Work task:
Return only those lines of the listing that hold the word "impl".

Records for the task:
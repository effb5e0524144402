//! 설정 관리.
//!
//! 스트리밍 연결, 재연결 정책, 계좌 폴링, 로깅 설정을 정의합니다.
//! 설정은 TOML 파일(선택)과 `FEED__` 접두사 환경 변수에서 로드됩니다.
//!
//! ```text
//! FEED__STREAM__URL=wss://api.example.com/ws
//! FEED__POLLER__TICK_INTERVAL_MS=1000
//! FEED__STREAM__RECONNECT__MAX_ATTEMPTS=20
//! ```

use crate::error::FeedResult;
use serde::{Deserialize, Serialize};
use std::path::Path;
use std::time::Duration;

/// 애플리케이션 설정.
#[derive(Debug, Clone, Default, Deserialize, Serialize)]
pub struct AppConfig {
    /// 스트리밍 연결 설정
    #[serde(default)]
    pub stream: StreamConfig,
    /// 계좌 폴링 설정
    #[serde(default)]
    pub poller: PollerConfig,
    /// 로깅 설정
    #[serde(default)]
    pub logging: LoggingConfig,
}

/// 구독 해제 시 와이어 메시지 전송 정책.
#[derive(Debug, Clone, Copy, PartialEq, Eq, Default, Deserialize, Serialize)]
#[serde(rename_all = "snake_case")]
pub enum UnsubscribePolicy {
    /// 개별 구독 해제 시 서버에 아무것도 보내지 않음
    Silent,
    /// 제거된 구독의 payload로 unsubscribe 메시지 전송
    #[default]
    LastPayload,
}

/// 스트리밍 연결 설정.
#[derive(Debug, Clone, Deserialize, Serialize)]
pub struct StreamConfig {
    /// WebSocket URL
    #[serde(default = "default_stream_url")]
    pub url: String,
    /// Ping 간격 (초)
    #[serde(default = "default_ping_interval")]
    pub ping_interval_secs: u64,
    /// 개별 구독 해제 정책
    #[serde(default)]
    pub unsubscribe_policy: UnsubscribePolicy,
    /// 재연결 정책
    #[serde(default)]
    pub reconnect: ReconnectConfig,
}

fn default_stream_url() -> String {
    "wss://api.hyperliquid.xyz/ws".to_string()
}
fn default_ping_interval() -> u64 {
    30
}

impl Default for StreamConfig {
    fn default() -> Self {
        Self {
            url: default_stream_url(),
            ping_interval_secs: default_ping_interval(),
            unsubscribe_policy: UnsubscribePolicy::default(),
            reconnect: ReconnectConfig::default(),
        }
    }
}

impl StreamConfig {
    /// Ping 간격을 Duration으로 반환
    pub fn ping_interval(&self) -> Duration {
        Duration::from_secs(self.ping_interval_secs.max(1))
    }
}

/// 재연결 설정.
#[derive(Debug, Clone, Deserialize, Serialize)]
pub struct ReconnectConfig {
    /// 자동 재연결 활성화
    #[serde(default = "default_true")]
    pub enabled: bool,
    /// 첫 재연결 대기 (밀리초)
    #[serde(default = "default_initial_delay")]
    pub initial_delay_ms: u64,
    /// 최대 재연결 대기 (밀리초)
    #[serde(default = "default_max_delay")]
    pub max_delay_ms: u64,
    /// 시도마다 곱해지는 배수
    #[serde(default = "default_multiplier")]
    pub multiplier: f64,
    /// 지연에 더해지는 무작위 비율 (0.0 ~ 1.0)
    #[serde(default = "default_jitter")]
    pub jitter: f64,
    /// 최대 연속 시도 횟수 (없으면 무제한)
    #[serde(default)]
    pub max_attempts: Option<u32>,
}

fn default_true() -> bool {
    true
}
fn default_initial_delay() -> u64 {
    500
}
fn default_max_delay() -> u64 {
    15_000
}
fn default_multiplier() -> f64 {
    2.0
}
fn default_jitter() -> f64 {
    0.2
}

impl Default for ReconnectConfig {
    fn default() -> Self {
        Self {
            enabled: default_true(),
            initial_delay_ms: default_initial_delay(),
            max_delay_ms: default_max_delay(),
            multiplier: default_multiplier(),
            jitter: default_jitter(),
            max_attempts: None,
        }
    }
}

/// 계좌 폴링 설정.
#[derive(Debug, Clone, Deserialize, Serialize)]
pub struct PollerConfig {
    /// 마진 조회 HTTP 엔드포인트
    #[serde(default = "default_info_url")]
    pub info_url: String,
    /// 조회 대상 마켓 식별자
    #[serde(default = "default_market")]
    pub market: String,
    /// 타이머 주기 (밀리초)
    #[serde(default = "default_tick_interval")]
    pub tick_interval_ms: u64,
    /// 실제 조회 간 최소 간격 (밀리초)
    #[serde(default = "default_min_fetch_interval")]
    pub min_fetch_interval_ms: u64,
}

fn default_info_url() -> String {
    "https://api.hyperliquid.xyz/info".to_string()
}
fn default_market() -> String {
    "perp".to_string()
}
fn default_tick_interval() -> u64 {
    1000
}
fn default_min_fetch_interval() -> u64 {
    900
}

impl Default for PollerConfig {
    fn default() -> Self {
        Self {
            info_url: default_info_url(),
            market: default_market(),
            tick_interval_ms: default_tick_interval(),
            min_fetch_interval_ms: default_min_fetch_interval(),
        }
    }
}

impl PollerConfig {
    /// 타이머 주기를 Duration으로 반환
    pub fn tick_interval(&self) -> Duration {
        Duration::from_millis(self.tick_interval_ms.max(1))
    }

    /// 최소 조회 간격을 Duration으로 반환
    pub fn min_fetch_interval(&self) -> Duration {
        Duration::from_millis(self.min_fetch_interval_ms)
    }
}

/// 로깅 설정.
#[derive(Debug, Clone, Deserialize, Serialize)]
pub struct LoggingConfig {
    /// 로그 레벨
    pub level: String,
    /// 로그 형식 (pretty, json, compact)
    pub format: String,
}

impl Default for LoggingConfig {
    fn default() -> Self {
        Self {
            level: "info".to_string(),
            format: "pretty".to_string(),
        }
    }
}

impl AppConfig {
    /// 파일(선택)과 환경 변수에서 설정을 로드합니다.
    ///
    /// 파일이 없으면 기본값 위에 환경 변수만 적용합니다.
    pub fn load<P: AsRef<Path>>(path: Option<P>) -> FeedResult<Self> {
        dotenvy::dotenv().ok();

        let mut builder = config::Config::builder();
        if let Some(path) = path {
            builder = builder.add_source(config::File::from(path.as_ref()).required(true));
        }

        let config = builder
            .add_source(
                config::Environment::with_prefix("FEED")
                    .prefix_separator("__")
                    .separator("__")
                    .try_parsing(true),
            )
            .build()?;

        Ok(config.try_deserialize()?)
    }

    /// 기본 경로(`config/default.toml`)가 있으면 함께 로드합니다.
    pub fn load_default() -> FeedResult<Self> {
        let path = Path::new("config/default.toml");
        if path.exists() {
            Self::load(Some(path))
        } else {
            Self::load(None::<&Path>)
        }
    }
}

#[cfg(test)]
mod tests {
    use super::*;

    #[test]
    fn test_defaults() {
        let config = AppConfig::default();
        assert_eq!(config.poller.tick_interval(), Duration::from_millis(1000));
        assert_eq!(config.poller.min_fetch_interval(), Duration::from_millis(900));
        assert_eq!(config.stream.ping_interval(), Duration::from_secs(30));
        assert_eq!(config.stream.unsubscribe_policy, UnsubscribePolicy::LastPayload);
        assert!(config.stream.reconnect.enabled);
        assert_eq!(config.stream.reconnect.max_attempts, None);
    }

    #[test]
    fn test_partial_toml_uses_defaults() {
        let toml = r#"
            [stream]
            url = "ws://localhost:9000/ws"
            unsubscribe_policy = "silent"

            [stream.reconnect]
            max_attempts = 3

            [poller]
            tick_interval_ms = 250
        "#;

        let config: AppConfig = config::Config::builder()
            .add_source(config::File::from_str(toml, config::FileFormat::Toml))
            .build()
            .unwrap()
            .try_deserialize()
            .unwrap();

        assert_eq!(config.stream.url, "ws://localhost:9000/ws");
        assert_eq!(config.stream.unsubscribe_policy, UnsubscribePolicy::Silent);
        assert_eq!(config.stream.reconnect.max_attempts, Some(3));
        assert_eq!(config.stream.reconnect.initial_delay_ms, 500);
        assert_eq!(config.poller.tick_interval_ms, 250);
        assert_eq!(config.poller.min_fetch_interval_ms, 900);
        assert_eq!(config.logging.level, "info");
    }
}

Response to the exercise:
impl Default for StreamConfig {
impl StreamConfig {
impl Default for ReconnectConfig {
impl Default for PollerConfig {
impl PollerConfig {
impl Default for LoggingConfig {
impl AppConfig {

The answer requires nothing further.